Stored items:
##############################

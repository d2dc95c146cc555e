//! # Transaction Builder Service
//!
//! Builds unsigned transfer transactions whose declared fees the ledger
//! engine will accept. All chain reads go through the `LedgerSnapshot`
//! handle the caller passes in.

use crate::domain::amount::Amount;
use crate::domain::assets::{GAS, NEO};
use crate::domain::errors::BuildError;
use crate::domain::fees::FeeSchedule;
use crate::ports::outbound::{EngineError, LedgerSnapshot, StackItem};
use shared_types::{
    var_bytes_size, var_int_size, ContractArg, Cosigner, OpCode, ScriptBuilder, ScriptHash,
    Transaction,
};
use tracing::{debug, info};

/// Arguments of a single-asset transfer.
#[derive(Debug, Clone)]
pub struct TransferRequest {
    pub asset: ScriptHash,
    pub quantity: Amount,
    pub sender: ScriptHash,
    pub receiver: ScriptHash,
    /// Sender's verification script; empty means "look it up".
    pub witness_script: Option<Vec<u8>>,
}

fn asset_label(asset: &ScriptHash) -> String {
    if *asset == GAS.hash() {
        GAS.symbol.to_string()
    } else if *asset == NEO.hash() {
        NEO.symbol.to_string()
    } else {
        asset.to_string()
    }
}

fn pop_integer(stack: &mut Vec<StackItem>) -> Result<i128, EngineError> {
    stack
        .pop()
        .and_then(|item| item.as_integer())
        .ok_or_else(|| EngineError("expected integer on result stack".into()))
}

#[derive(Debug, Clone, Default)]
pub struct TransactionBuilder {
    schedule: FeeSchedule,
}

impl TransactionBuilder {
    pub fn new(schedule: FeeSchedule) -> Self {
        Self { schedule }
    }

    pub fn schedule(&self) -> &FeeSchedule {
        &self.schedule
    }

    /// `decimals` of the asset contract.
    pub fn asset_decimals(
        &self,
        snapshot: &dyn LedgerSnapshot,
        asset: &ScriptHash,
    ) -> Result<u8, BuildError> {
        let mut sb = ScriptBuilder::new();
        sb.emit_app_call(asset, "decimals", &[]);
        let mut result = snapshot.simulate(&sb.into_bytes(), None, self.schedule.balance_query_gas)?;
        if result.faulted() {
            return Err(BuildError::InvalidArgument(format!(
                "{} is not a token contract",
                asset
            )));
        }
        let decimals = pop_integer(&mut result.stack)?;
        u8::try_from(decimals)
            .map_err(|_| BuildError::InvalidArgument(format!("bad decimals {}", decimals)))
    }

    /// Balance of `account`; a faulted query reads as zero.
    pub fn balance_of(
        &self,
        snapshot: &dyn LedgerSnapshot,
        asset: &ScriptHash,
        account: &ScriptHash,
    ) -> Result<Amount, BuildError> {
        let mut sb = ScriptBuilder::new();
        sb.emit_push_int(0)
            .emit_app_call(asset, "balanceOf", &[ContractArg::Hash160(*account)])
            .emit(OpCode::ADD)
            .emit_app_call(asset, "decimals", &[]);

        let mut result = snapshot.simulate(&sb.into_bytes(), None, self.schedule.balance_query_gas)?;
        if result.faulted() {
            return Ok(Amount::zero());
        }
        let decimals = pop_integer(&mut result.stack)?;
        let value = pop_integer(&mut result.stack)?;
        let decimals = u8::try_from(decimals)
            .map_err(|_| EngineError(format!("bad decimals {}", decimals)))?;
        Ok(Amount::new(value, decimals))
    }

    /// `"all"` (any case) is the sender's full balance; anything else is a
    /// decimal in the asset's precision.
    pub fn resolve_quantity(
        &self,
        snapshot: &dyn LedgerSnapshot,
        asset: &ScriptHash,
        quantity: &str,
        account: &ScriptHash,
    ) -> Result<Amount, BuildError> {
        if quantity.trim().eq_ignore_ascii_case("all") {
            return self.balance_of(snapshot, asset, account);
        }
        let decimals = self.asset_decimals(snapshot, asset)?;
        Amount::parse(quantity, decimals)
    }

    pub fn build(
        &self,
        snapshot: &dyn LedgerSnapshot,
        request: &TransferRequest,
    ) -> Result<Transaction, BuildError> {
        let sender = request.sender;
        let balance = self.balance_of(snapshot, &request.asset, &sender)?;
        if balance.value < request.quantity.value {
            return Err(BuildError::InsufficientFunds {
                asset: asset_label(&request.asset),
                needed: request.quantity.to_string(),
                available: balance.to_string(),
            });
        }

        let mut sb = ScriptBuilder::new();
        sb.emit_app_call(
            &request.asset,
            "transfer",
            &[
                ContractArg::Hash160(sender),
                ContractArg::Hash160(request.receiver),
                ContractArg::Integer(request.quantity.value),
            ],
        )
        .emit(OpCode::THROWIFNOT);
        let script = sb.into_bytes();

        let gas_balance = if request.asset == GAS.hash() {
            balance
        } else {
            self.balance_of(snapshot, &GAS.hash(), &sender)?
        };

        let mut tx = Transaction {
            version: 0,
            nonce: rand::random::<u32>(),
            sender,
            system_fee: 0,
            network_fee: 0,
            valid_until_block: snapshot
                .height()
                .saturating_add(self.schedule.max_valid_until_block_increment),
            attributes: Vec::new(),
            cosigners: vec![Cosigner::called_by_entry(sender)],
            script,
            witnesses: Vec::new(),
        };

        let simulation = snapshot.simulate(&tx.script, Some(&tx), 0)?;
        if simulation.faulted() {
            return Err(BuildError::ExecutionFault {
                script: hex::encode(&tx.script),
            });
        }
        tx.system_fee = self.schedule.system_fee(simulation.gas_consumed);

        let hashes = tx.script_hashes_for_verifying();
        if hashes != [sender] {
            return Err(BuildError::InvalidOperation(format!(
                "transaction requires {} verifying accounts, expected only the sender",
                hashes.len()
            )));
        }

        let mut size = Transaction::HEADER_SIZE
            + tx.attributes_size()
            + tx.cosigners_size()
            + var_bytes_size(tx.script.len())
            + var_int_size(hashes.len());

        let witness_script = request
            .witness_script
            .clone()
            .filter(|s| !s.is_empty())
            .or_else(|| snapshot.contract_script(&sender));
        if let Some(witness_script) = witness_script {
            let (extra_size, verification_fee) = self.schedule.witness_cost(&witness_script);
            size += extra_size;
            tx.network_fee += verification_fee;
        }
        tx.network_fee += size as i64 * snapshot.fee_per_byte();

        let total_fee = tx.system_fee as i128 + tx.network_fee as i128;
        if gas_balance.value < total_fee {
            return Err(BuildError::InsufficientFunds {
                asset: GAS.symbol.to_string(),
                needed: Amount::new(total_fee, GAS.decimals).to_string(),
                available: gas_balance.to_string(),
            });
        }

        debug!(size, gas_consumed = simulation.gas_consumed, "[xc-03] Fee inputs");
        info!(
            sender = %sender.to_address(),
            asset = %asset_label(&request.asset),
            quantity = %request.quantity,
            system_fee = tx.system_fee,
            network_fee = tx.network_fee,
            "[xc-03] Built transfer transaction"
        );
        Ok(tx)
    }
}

##############################

The task: Print the lines above, unchanged, from the start of the records to the line with "caller passes in.", including that final line.

Solution for this task:
repository d2dc95c146cc555e
//! # Transaction Builder Service
//!
//! Builds unsigned transfer transactions whose declared fees the ledger
//! engine will accept. All chain reads go through the `LedgerSnapshot`
//! handle the caller passes in.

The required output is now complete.